El conflicto en Oriente Medio se intensificó rápidamente durante el fin de semana, reaccionando primero en los mercados financieros. Los economistas señalan que el mayor impacto del conflicto en la economía global será en los precios del petróleo; si se interrumpe el suministro de Irán o se bloquea el estrecho de Ormuz, los costos energéticos aumentarán en general, afectando a los países importadores y a las economías vulnerables.
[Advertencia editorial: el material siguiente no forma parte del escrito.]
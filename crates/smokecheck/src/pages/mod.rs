//! Page objects for habr.com.

mod login_page;
mod main_page;

pub use login_page::{LoginPage, SocialProvider, CAPTCHA_CHECKBOX_SELECTORS, SOCIAL_PROVIDERS};
pub use main_page::{
    ContentTab, MainPage, ARTICLES_PATH, CONTENT_TABS, FEED_PATH, HEADER_SELECTOR, MENU_OPTIONS,
    SERVICES_HEADER, SERVICE_LINKS,
};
En este contexto, China, Europa e India, que dependen en gran medida del petróleo iraní, son considerados algunos de los principales afectados.
El conflicto en Oriente Medio se extiende a los mercados: aumenta el riesgo para las economías pequeñas
Bloomberg informó que, con la escalada del conflicto geopolítico, los inversores se han volcado rápidamente hacia activos refugio como el dólar y el oro, y las bolsas mundiales han caído. En respuesta, Citigroup advirtió que la primera ola de volatilidad del mercado suele afectar primero a los mercados emergentes con reservas de divisas insuficientes.
El banco señaló que países como Argentina, Sri Lanka, Pakistán y Turquía podrían enfrentar salidas de capital y presiones de depreciación de su moneda. Entre ellos, el Banco Central de Turquía incluso suspendió las operaciones de recompra a 7 días, ajustando su política monetaria para estabilizar la confianza del mercado.
(¿Qué activos defensivos aumentan ante la escalada del conflicto en Oriente Medio?)
Los precios del petróleo se disparan un 13% en un momento, ante preocupaciones sobre el suministro de Irán
Economistas de Bloomberg, Ziad Daoud y Dina Esfandiary, consideran que el impacto central del conflicto en la economía global radica en los precios del petróleo. El crudo WTI subió más del 7% al cierre del día, alcanzando los 72 dólares por barril. El Brent subió un 13% en un momento, superando los 82 dólares por barril, alcanzando su nivel más alto desde enero de 2025.
Indicaron que Irán representa aproximadamente el 5% del suministro mundial de petróleo; si se detiene completamente su suministro, los precios podrían subir alrededor de un 20%. También expresaron preocupación por el hecho de que aproximadamente el 20% del petróleo mundial pasa por el estrecho de Ormuz, y si se bloquea, los precios del petróleo podrían dispararse hasta 108 dólares por barril. Esto ejercerá presión sobre la inflación global y el crecimiento económico.
¿Quiénes son los perdedores? China, Europa e India, los más afectados
Daoud y Esfandiary señalaron que, si los precios del petróleo continúan subiendo, los principales países importadores como China, Europa e India soportarán la mayor presión; mientras que países exportadores como Rusia, Canadá y Noruega se beneficiarán.
El analista de TD Securities, Rich Kelly, reveló que China importa aproximadamente el 99% de las exportaciones de petróleo de Irán, lo que representa alrededor del 13% de sus importaciones de crudo por vía marítima en 2025. Si el suministro iraní se interrumpe, China perderá una fuente importante de petróleo barato, lo que podría elevar los costos energéticos y aumentar la presión sobre la producción y la inflación.
Desde Venezuela hasta Irán: la advertencia previa a la cumbre entre Trump y Xi
Por otro lado, están los riesgos políticos. La acción militar conjunta de EE. UU. e Israel contra Irán ha provocado una fuerte reacción en China. El ministro de Relaciones Exteriores de China, Wang Yi, declaró el domingo: «La eliminación pública de líderes soberanos y la implementación de cambios de régimen son inaceptables».
Un análisis de Liberty Times señala que las recientes acciones militares, lanzadas justo antes de la cumbre entre Trump y Xi, simbolizan que EE. UU. ya ha estado intentando impactar la estrategia de diplomacia de fichas de Beijing. También refleja que, en temas como Taiwán y la situación en Indo-Pacífico, Trump busca abordar múltiples cuestiones estratégicas simultáneamente.
En este contexto, las decisiones de los bancos centrales se vuelven más complejas. La subida de los precios del petróleo aumenta las expectativas de inflación, pero la incertidumbre de la guerra podría reducir la demanda. Kelly opina que la incertidumbre en la economía global se está acumulando nuevamente, y en el corto plazo, los bancos centrales tenderán a mantener una postura de observación, esperando que la situación se aclare antes de ajustar sus políticas.